G5 Saturday night fever
G 5 | Blythe – Salome (100 km)
Una storia da brivido
Scrivo un breve resoconto della giornata di sabato mentre mi trovo nella camera di un motel nella cittadina di Salome, 1690 abitanti.
La frase che ho appena scritto contiene due errori e un mistero.
Errore n° 1: Salome non è una cittadina, bensì 4 case, una stazione di servizio e un bar/ristorante.
Errore n° 2: questa non è una camera di motel, bensì dovrebbe figurare sulla copertina del libro “Come fare perché un turista non torni mai più”.
Il mistero è come fanno 1690 persone a vivere in 4 case.
Ma andiamo con ordine. Stamattina ho salutato i miei compagni di viaggio di ieri e ho attraversato il fiume Colorado, entrando così in Arizona e in un nuovo fuso orario. Vento laterale, a tratti contrario, in ogni caso molto fastidioso. Arrivo a Quartzsite (3.000 abitanti), borgo famoso perché attrae due milioni di persone ogni anno con i suoi mercatini dell’usato e le immense rivendite a cielo aperto di rocce e pietre più o meno preziose!
Ricco pranzo da Mcdonald e ricongiungimento col gruppo organizzato da Adventure Cycling. Dopo due giorni di incontri stradali, ormai ci salutiamo con affetto, riconoscendo la comune “follia” che ci ha spinto a cominciare questa avventura.

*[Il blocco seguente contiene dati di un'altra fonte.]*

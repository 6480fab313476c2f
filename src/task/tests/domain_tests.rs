//! Task domain validation tests.

use crate::task::domain::{
    AttachmentId, AttachmentPolicy, Comment, ParseTaskStatusError, Priority, ProjectDraft, Project, Sprint,
    SprintDraft, Task, TaskChanges, TaskDomainError, TaskDraft, TaskId, TaskPatch, TaskStatus,
};
use crate::test_support::{SteppingClock, task_id, user};
use chrono::Duration;
use mockable::Clock;
use rstest::{fixture, rstest};

#[fixture]
fn clock() -> SteppingClock {
    SteppingClock::new()
}

#[rstest]
#[case("OPEN", TaskStatus::Open)]
#[case("in_progress", TaskStatus::InProgress)]
#[case(" In_Review ", TaskStatus::InReview)]
#[case("completed", TaskStatus::Completed)]
#[case("Closed", TaskStatus::Closed)]
#[case("blocked", TaskStatus::Blocked)]
fn statuses_parse_case_insensitively(#[case] raw: &str, #[case] expected: TaskStatus) {
    assert_eq!(TaskStatus::try_from(raw), Ok(expected));
    assert_eq!(expected.as_str().parse::<TaskStatus>(), Ok(expected));
}

#[rstest]
fn unknown_status_reports_input() {
    let err = TaskStatus::try_from("DONE").expect_err("unknown status");
    assert_eq!(err, ParseTaskStatusError("DONE".to_owned()));
    assert_eq!(err.to_string(), "Invalid status: DONE");
}

#[rstest]
fn only_closed_is_terminal() {
    let terminal: Vec<TaskStatus> = TaskStatus::ALL
        .into_iter()
        .filter(|status| status.is_terminal())
        .collect();
    assert_eq!(terminal, [TaskStatus::Closed]);
}

#[rstest]
#[case("", false)]
#[case("  ", false)]
#[case("TASK#1", false)]
#[case("123", true)]
#[case(" abc-1 ", true)]
fn task_ids_reject_blank_and_separator(#[case] raw: &str, #[case] valid: bool) {
    assert_eq!(TaskId::new(raw).is_ok(), valid);
}

#[rstest]
fn new_tasks_start_open_with_trimmed_title(clock: SteppingClock) {
    let task = Task::create(
        TaskDraft::new("  Ship  ").with_priority(Priority::Critical),
        user("admin"),
        &clock,
    )
    .expect("valid task");

    assert_eq!(task.title(), "Ship");
    assert_eq!(task.status(), TaskStatus::Open);
    assert_eq!(task.priority(), Priority::Critical);
    assert_eq!(task.created_at(), task.updated_at());
    assert!(task.updated_by().is_none());
}

#[rstest]
fn default_priority_is_medium(clock: SteppingClock) {
    let task = Task::create(TaskDraft::new("Plain"), user("admin"), &clock).expect("valid task");
    assert_eq!(task.priority(), Priority::Medium);
}

#[rstest]
fn closing_through_status_update_is_refused(clock: SteppingClock) {
    let result = TaskChanges::status(TaskStatus::Closed, user("admin"), clock.utc());
    assert_eq!(result, Err(TaskDomainError::CloseThroughStatusUpdate));
}

#[rstest]
fn close_change_stamps_closure_fields(clock: SteppingClock) {
    let mut task = Task::create(TaskDraft::new("Wrap up"), user("admin"), &clock)
        .expect("valid task");
    let at = clock.utc();

    task.apply_changes(&TaskChanges::close(user("admin"), at));

    assert_eq!(task.status(), TaskStatus::Closed);
    assert_eq!(task.closed_by(), Some(&user("admin")));
    assert_eq!(task.closed_at(), Some(at));
    assert_eq!(task.updated_at(), at);
}

#[rstest]
fn patch_reports_only_set_fields() {
    let patch = TaskPatch {
        description: Some("Details".to_owned()),
        estimated_points: Some(3),
        ..TaskPatch::default()
    };
    assert_eq!(patch.field_names(), ["description", "estimatedPoints"]);
    assert!(TaskPatch::default().field_names().is_empty());
}

#[rstest]
fn task_serializes_with_wire_names(clock: SteppingClock) {
    let task = Task::create_with_id(task_id("t-1"), TaskDraft::new("Wire"), user("admin"), &clock)
        .expect("valid task");

    let json = serde_json::to_value(&task).expect("serialize task");

    assert_eq!(json["taskId"], "t-1");
    assert_eq!(json["status"], "OPEN");
    assert_eq!(json["priority"], "MEDIUM");
    assert_eq!(json["createdBy"], "admin");
}

#[rstest]
fn comments_trim_content_and_deduplicate_mentions(clock: SteppingClock) {
    let comment = Comment::new(
        task_id("t-1"),
        user("u1"),
        "  looks good  ",
        vec![user("u2"), user("u3"), user("u2")],
        &clock,
    )
    .expect("valid comment");

    assert_eq!(comment.content(), "looks good");
    assert_eq!(comment.mentions(), [user("u2"), user("u3")]);
}

#[rstest]
#[case("image/png", 1024, None)]
#[case("IMAGE/JPEG", 1024, None)]
#[case("application/zip", 1024, Some("file type not allowed: application/zip"))]
#[case(
    "application/pdf",
    AttachmentPolicy::DEFAULT_MAX_SIZE_BYTES + 1,
    Some("file too large: 10485761 bytes exceeds the 10485760 byte limit")
)]
fn attachment_policy_checks_type_then_size(
    #[case] content_type: &str,
    #[case] size: u64,
    #[case] expected: Option<&str>,
) {
    let result = AttachmentPolicy::default().check(content_type, size);
    assert_eq!(result.err().map(|err| err.to_string()).as_deref(), expected);
}

#[rstest]
fn project_keys_are_upper_cased_and_required(clock: SteppingClock) {
    let project = Project::create(ProjectDraft::new(" web ", "Website"), &clock)
        .expect("valid project");
    let blank = Project::create(ProjectDraft::new("", "Nameless"), &clock);

    assert_eq!(project.key(), "WEB");
    assert_eq!(blank, Err(TaskDomainError::EmptyProjectField("key")));
}

#[rstest]
fn sprints_reject_inverted_dates(clock: SteppingClock) {
    let start = clock.utc();
    let result = Sprint::create(
        SprintDraft::new("Backwards").with_dates(start, start - Duration::days(1)),
        &clock,
    );
    assert_eq!(result, Err(TaskDomainError::InvertedSprintDates));
}

#[test]
fn attachment_ids_follow_the_object_location() {
    let first = AttachmentId::for_object("uploads", "tasks/t-1/design.pdf");

    assert_eq!(
        first,
        AttachmentId::for_object("uploads", "tasks/t-1/design.pdf")
    );
    assert_ne!(first, AttachmentId::for_object("archive", "tasks/t-1/design.pdf"));
    assert_ne!(first, AttachmentId::for_object("uploads", "tasks/t-2/design.pdf"));
}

Poi affianco Karman, un canadese che gira stracarico con una bicicletta italiana (Vitali) e si rivela essere di ottima compagnia per tutto il resto della tappa.
In pratica, una giornata positiva sul piano sociale, splendida sul piano paesaggistico, mediocre sul piano logistico. Detto del sociale, confermo che il paesaggio è emozionante. Cominciano a comparire i cactus saguaro, che arrivano facilmente a misurare 5-6 metri di altezza e risaltano nella macchia desertica, fatta di piante e cespugli attualmente in fiore, e dai nomi esotici di creosote e ocotillo. Il tutto incorniciato da catene montagnose completamente brulle, dai colori molto drammatici.
Però la sensazione è che, rispetto alla California, l’atmosfera sia cambiata. La gente rimane gentile, per carità, ma tutto sembra più decadente, più vecchio, più trasandato; dalle automobili alle case, ai terreni, per non parlare del motel. Negozi chiusi, baracche qua e là e poca vita. Il movimento sembra concentrato sulla strada interstatale I-10, piena di autotreni in fila che sembrano scappare verso est. Come me!
Il ristorante, con annesso bar, di Salome (Cactus Restaurant Bar) è l’unico luogo di perdizione nel giro di 50 chilometri. Meriterebbe un film con regia di Tarantino, per la fauna che vi incontro.
Personaggi e interpreti.
Mentre entro, se ne va una famigliola triste di messicani.
Sono le 7 e 20. Il ristorante chiude alle 8! Sono ormai l’unico cliente.
Il cameriere, in realtà figlio della proprietaria, zoppica vistosamente. Dice che corre il campionato di quad della costa pacifica e quello del Messico. Finalmente ha uno sponsor. Ha anche una fidanzata italo-americana che sta a Phoenix, cioè a 200 chilometri, che di cognome fa Acerbi. Visto che devo passare di là, quasi quasi cerco l’indirizzo
La madre tiene il ristorante, ma è un’attività stagionale, visto che d’estate da queste parti ci sono 55 gradi all’ombra e non passa nessuno. Fa i lavori anche al motel. Segue il figlio sui campi di gara. Il cuoco ha la mia età, i capelli a treccia fino a metà schiena e porta una bandana da pirata modello Hell’s Angels. Di giorno fa il benzinaio e colleziona statue di rane.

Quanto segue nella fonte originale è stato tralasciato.